» **WHAT YOU SHOULD DO**
Going from the top of the data below, give again each line through the one containing "structure is fixed.", both ends kept.

(Dataset entries)
======

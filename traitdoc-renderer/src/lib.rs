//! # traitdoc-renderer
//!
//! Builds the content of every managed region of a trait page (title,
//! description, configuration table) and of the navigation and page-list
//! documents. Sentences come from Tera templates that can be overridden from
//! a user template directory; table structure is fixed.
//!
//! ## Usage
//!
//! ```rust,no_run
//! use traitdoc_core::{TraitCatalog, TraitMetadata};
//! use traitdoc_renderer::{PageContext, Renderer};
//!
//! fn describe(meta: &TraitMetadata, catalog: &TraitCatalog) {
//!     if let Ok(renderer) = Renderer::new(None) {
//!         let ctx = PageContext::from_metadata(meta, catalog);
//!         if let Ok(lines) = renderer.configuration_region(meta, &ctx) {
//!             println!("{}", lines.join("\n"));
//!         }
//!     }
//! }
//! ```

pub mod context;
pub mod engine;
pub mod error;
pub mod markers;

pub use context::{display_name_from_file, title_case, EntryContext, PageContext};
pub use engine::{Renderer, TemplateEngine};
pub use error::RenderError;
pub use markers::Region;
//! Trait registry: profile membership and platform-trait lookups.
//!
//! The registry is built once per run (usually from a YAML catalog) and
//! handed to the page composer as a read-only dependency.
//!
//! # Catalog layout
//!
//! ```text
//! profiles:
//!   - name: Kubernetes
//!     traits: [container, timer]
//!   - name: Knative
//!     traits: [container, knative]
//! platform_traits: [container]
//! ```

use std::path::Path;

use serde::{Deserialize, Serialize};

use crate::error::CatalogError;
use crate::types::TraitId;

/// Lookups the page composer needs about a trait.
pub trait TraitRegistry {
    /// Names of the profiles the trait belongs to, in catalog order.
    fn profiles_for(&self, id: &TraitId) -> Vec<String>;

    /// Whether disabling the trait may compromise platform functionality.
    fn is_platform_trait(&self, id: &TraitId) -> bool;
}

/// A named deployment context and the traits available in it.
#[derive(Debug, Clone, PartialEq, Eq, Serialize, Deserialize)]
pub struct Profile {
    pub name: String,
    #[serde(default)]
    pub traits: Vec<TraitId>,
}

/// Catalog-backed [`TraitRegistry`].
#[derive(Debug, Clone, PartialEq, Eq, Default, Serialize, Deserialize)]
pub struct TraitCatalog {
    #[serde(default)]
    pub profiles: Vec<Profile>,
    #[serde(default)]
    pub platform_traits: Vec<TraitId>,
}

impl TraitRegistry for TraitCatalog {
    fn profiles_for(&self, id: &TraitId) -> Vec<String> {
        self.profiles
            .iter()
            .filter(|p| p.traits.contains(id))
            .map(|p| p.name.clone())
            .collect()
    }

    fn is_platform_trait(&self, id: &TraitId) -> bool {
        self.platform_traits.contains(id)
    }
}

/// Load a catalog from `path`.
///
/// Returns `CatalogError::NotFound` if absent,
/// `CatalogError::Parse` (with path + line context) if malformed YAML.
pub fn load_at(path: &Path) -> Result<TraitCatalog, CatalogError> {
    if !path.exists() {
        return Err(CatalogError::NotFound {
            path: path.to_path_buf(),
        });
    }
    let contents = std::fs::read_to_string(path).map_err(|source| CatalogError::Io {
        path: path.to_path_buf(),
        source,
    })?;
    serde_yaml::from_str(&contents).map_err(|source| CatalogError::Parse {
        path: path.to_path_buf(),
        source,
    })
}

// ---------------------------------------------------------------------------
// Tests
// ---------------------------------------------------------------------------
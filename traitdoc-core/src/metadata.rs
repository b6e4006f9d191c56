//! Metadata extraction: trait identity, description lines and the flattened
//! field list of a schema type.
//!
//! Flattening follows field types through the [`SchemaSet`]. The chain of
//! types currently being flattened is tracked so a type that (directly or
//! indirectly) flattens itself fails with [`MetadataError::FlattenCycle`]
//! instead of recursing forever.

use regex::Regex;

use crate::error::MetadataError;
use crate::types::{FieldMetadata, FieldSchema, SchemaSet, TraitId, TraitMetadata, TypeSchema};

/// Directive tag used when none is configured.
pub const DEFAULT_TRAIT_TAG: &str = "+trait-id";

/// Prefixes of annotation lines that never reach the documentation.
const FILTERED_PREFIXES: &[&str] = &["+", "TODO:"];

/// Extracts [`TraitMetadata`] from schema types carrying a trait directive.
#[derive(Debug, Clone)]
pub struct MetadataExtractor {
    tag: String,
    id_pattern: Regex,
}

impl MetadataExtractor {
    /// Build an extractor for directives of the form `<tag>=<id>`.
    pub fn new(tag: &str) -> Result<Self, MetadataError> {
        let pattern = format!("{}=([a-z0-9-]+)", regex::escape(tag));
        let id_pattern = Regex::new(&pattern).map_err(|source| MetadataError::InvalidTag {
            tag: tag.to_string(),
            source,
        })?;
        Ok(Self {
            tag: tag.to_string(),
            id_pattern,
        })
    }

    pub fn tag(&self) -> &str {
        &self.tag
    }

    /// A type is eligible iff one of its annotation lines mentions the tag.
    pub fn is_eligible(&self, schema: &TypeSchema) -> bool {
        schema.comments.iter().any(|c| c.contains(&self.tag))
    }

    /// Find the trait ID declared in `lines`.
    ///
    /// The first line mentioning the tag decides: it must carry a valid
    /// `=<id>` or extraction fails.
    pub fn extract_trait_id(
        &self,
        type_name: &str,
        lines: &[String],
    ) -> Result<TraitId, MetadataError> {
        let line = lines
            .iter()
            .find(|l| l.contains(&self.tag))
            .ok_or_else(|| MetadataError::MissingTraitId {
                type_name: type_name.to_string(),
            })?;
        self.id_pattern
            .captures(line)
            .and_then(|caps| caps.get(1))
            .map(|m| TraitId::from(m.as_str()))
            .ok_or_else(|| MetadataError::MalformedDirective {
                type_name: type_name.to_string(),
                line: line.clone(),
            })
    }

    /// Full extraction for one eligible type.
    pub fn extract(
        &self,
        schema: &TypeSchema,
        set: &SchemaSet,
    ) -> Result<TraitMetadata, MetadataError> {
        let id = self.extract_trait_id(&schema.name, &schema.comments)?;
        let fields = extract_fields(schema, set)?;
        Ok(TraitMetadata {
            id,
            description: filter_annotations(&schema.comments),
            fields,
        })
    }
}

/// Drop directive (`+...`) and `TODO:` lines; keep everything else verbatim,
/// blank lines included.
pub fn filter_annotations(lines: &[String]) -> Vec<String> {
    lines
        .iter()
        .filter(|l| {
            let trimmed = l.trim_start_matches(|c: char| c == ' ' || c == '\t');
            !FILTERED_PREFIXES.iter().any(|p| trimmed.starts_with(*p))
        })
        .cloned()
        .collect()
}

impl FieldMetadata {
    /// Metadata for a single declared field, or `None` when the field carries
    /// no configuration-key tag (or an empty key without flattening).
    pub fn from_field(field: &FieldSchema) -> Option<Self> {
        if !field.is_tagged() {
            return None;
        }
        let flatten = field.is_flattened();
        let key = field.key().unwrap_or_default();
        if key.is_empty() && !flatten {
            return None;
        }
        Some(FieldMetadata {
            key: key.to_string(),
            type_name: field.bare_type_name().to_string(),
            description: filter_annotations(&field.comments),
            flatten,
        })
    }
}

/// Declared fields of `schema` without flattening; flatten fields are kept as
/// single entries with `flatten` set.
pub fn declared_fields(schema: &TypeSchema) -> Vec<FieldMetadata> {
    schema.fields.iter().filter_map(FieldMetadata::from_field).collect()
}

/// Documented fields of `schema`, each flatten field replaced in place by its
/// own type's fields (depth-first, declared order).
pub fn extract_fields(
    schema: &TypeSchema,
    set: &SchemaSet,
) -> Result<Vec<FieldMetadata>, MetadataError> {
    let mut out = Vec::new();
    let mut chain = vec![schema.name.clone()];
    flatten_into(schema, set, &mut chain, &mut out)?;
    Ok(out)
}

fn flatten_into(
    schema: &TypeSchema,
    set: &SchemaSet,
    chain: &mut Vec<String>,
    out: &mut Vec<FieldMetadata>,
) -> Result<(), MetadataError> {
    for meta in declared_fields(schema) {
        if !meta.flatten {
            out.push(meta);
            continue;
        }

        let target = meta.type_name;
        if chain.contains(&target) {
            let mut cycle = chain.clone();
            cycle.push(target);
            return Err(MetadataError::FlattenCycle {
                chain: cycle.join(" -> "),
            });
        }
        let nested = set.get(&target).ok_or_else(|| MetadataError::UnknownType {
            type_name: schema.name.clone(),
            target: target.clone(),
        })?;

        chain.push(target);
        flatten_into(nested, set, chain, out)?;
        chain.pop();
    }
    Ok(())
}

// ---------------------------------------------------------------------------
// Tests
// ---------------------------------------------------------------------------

======

» **SOLUTION**
filename traitdoc-renderer/src/lib.rs
//! # traitdoc-renderer
//!
//! Builds the content of every managed region of a trait page (title,
//! description, configuration table) and of the navigation and page-list
//! documents. Sentences come from Tera templates that can be overridden from
//! a user template directory; table structure is fixed.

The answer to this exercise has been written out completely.